У Пильняка везде и всегда столько сырой, растекающейся лирики, что, право, никому, кроме автора не под силу понять, чего он собственно хочет. Это главным образом и раздражает его критиков, – они упрекают Пильняка в сочувствии «и нашим, и вашим».

Новая вещь писателя «Красное дерево», вероятно, увеличит эту подозрительность. Вещь соблазнительная по духу, и ее легче можно истолковать в том смысле, что Пильняк оплакивает в ней красоты и прелести исчезнувшего быта. Я сказал «вещь», не зная, как сказать точнее и привычнее: роман, повесть, новелла, очерк, статья… Нет подходящего слова. В новейшей французской драматургии принято писать «спектакль» вместо «комедия» или «драма». Спектакль такого-то – это совсем ни к чему не обязывает, освобождает от всех схем. Очень удобно. Вот так и о «Красном дереве» Пильняка. Удобнее и благоразумнее всего выразиться: произведение, вещь. Ибо уловить в этой книге какое-либо развитие, ограничение или внутреннюю логику невозможно. Можно было бы сказать «стихотворение в прозе» – но уж очень длинное получается стихотворение.

Пильняк в «Красном дереве» обращается к прошлому. Первая фраза дает основной тон:

«Нищие, провидоши, побироши, волочебники, лазари, странники, странницы, убогие, пустосвяты, калики, пророки, дуры, дураки, юродивые — эти однозначные имена кренделей быта Святой Руси, нищие на Святой Руси, — калики перехожие, убогие Христа ради, юродивые ради Христа Руси Святой — эти крендели украшали быт со дней возникновения Руси от первых царей Иванов — быт русского тысячелетия…»

Поговорив о юродивых, Пильняк переходит к старинным мебельным мастерам.

«Крепостные подростки посылались в Москву и Санкт-Петербург, в Париж, в Вену — там они учились мастерству.

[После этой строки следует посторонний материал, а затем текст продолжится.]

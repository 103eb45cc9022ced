//! Recurring missions - the real-world habits feeding progression.

use chrono::{DateTime, Utc};

use crate::attribute::Attribute;
use crate::schedule::{same_calendar_day, weekday_index};

bitflags::bitflags! {
    /// The weekdays a weekly mission is scheduled on. Bit 0 is Sunday,
    /// matching the web convention used across the engine.
    #[derive(Clone, Copy, Debug, Default, PartialEq, Eq)]
    #[cfg_attr(feature = "serde", derive(serde::Serialize, serde::Deserialize))]
    pub struct WeekdaySet: u8 {
        const SUNDAY = 1 << 0;
        const MONDAY = 1 << 1;
        const TUESDAY = 1 << 2;
        const WEDNESDAY = 1 << 3;
        const THURSDAY = 1 << 4;
        const FRIDAY = 1 << 5;
        const SATURDAY = 1 << 6;
    }
}

impl WeekdaySet {
    /// Set containing a single 0-based weekday index (0 = Sunday).
    pub fn from_index(index: u8) -> Self {
        Self::from_bits_truncate(1 << (index % 7))
    }

    /// Build a set from 0-based weekday indices.
    pub fn from_indices(indices: &[u8]) -> Self {
        indices
            .iter()
            .fold(Self::empty(), |set, &i| set | Self::from_index(i))
    }

    /// Membership test against a timestamp's weekday.
    pub fn contains_day_of(&self, at: DateTime<Utc>) -> bool {
        self.contains(Self::from_index(weekday_index(at)))
    }
}

/// How often a mission recurs.
#[derive(
    Clone,
    Copy,
    Debug,
    Default,
    PartialEq,
    Eq,
    Hash,
    strum::Display,
    strum::EnumString,
    strum::AsRefStr,
)]
#[cfg_attr(feature = "serde", derive(serde::Serialize, serde::Deserialize))]
#[strum(serialize_all = "snake_case", ascii_case_insensitive)]
pub enum Frequency {
    #[default]
    Daily,
    Weekly,
}

/// An authored or user-created recurring task.
///
/// Availability is never stored - it is a pure function of the schedule and
/// today's weekday, recomputed on every check.
#[derive(Clone, Debug, PartialEq, Eq)]
#[cfg_attr(feature = "serde", derive(serde::Serialize, serde::Deserialize))]
pub struct Mission {
    pub id: String,
    pub name: String,
    pub target_stat: Attribute,
    pub xp_reward: i64,
    /// Daily-gated missions can be completed at most once per calendar day.
    pub is_daily: bool,
    pub frequency: Frequency,
    /// Scheduled weekdays; only consulted for weekly missions.
    pub days_of_week: WeekdaySet,
    pub last_completed_at: Option<DateTime<Utc>>,
    /// Consecutive-day completion streak for this mission.
    pub streak: u32,
}

impl Mission {
    /// Is this mission scheduled for today?
    ///
    /// Daily missions always are; weekly missions only on their scheduled
    /// weekdays. Completion history plays no part here.
    pub fn is_available(&self, now: DateTime<Utc>) -> bool {
        match self.frequency {
            Frequency::Daily => true,
            Frequency::Weekly => self.days_of_week.contains_day_of(now),
        }
    }

    /// Was this mission completed on today's calendar date?
    pub fn completed_today(&self, now: DateTime<Utc>) -> bool {
        self.last_completed_at
            .is_some_and(|at| same_calendar_day(at, now))
    }

    /// Can the mission be completed right now?
    pub fn can_complete(&self, now: DateTime<Utc>) -> bool {
        self.is_available(now) && (!self.is_daily || !self.completed_today(now))
    }

    /// Record a completion, bumping or resetting the streak.
    ///
    /// A completion on the calendar day after the previous one extends the
    /// streak; any longer gap restarts it at 1. Same-day repeats (possible
    /// for non-daily-gated missions) leave the streak untouched.
    pub fn record_completion(&mut self, now: DateTime<Utc>) {
        match self.last_completed_at {
            Some(prev) if same_calendar_day(prev, now) => {}
            Some(prev) if same_calendar_day(prev + chrono::TimeDelta::days(1), now) => {
                self.streak += 1;
            }
            _ => self.streak = 1,
        }
        self.last_completed_at = Some(now);
    }
}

Затем они возвращались — из Парижа в санкт-петербургские подвалы, из Санкт-Петербурга в маленькие каморки — и — тюрьмы. Десятками лет иной мастер делал один какой-нибудь самовар, или туалет, или бюрцо, или книжный шкаф — работал, пил и умирал, оставив свое искусство племяннику, ибо детей мастеру не полагалось, и племянник или копировал искусство дяди, или продолжал его. Мастер умирал, а вещи жили столетиями в помещичьих усадьбах…»

После мебели очередь доходит до фарфора.

Все повествование ведется в умиленно-грустном стиле сожалений о прошлом и могло бы быть напечатано в «Старых годах». Однако нет-нет, Пильняк да и опомнится и ввернет что-нибудь о «сладчайшей песне метелей революции» или неожиданно примется кощунствовать — будто предлагая не смешивать его с белыми консервативными эстетами. Но как же не смешивать! «Мастера и чудаки создавали прекраснейшие вещи. Русский фарфор есть чудеснейшее искусство, украшающее Земной Шар», – так заканчивается книга Пильняка. Посудите сами – соответствуют ли эти вздохи суровому цементно-индустриально-электрификационному облику эпохи строительства? Нет ли в них «пассеизма» – как любят теперь выражаться? На наш взгляд, есть, – и действительно чувства и стремления автора «Красного дерева» представляют собою смесь до крайности странную, случайную и причудливую по составу.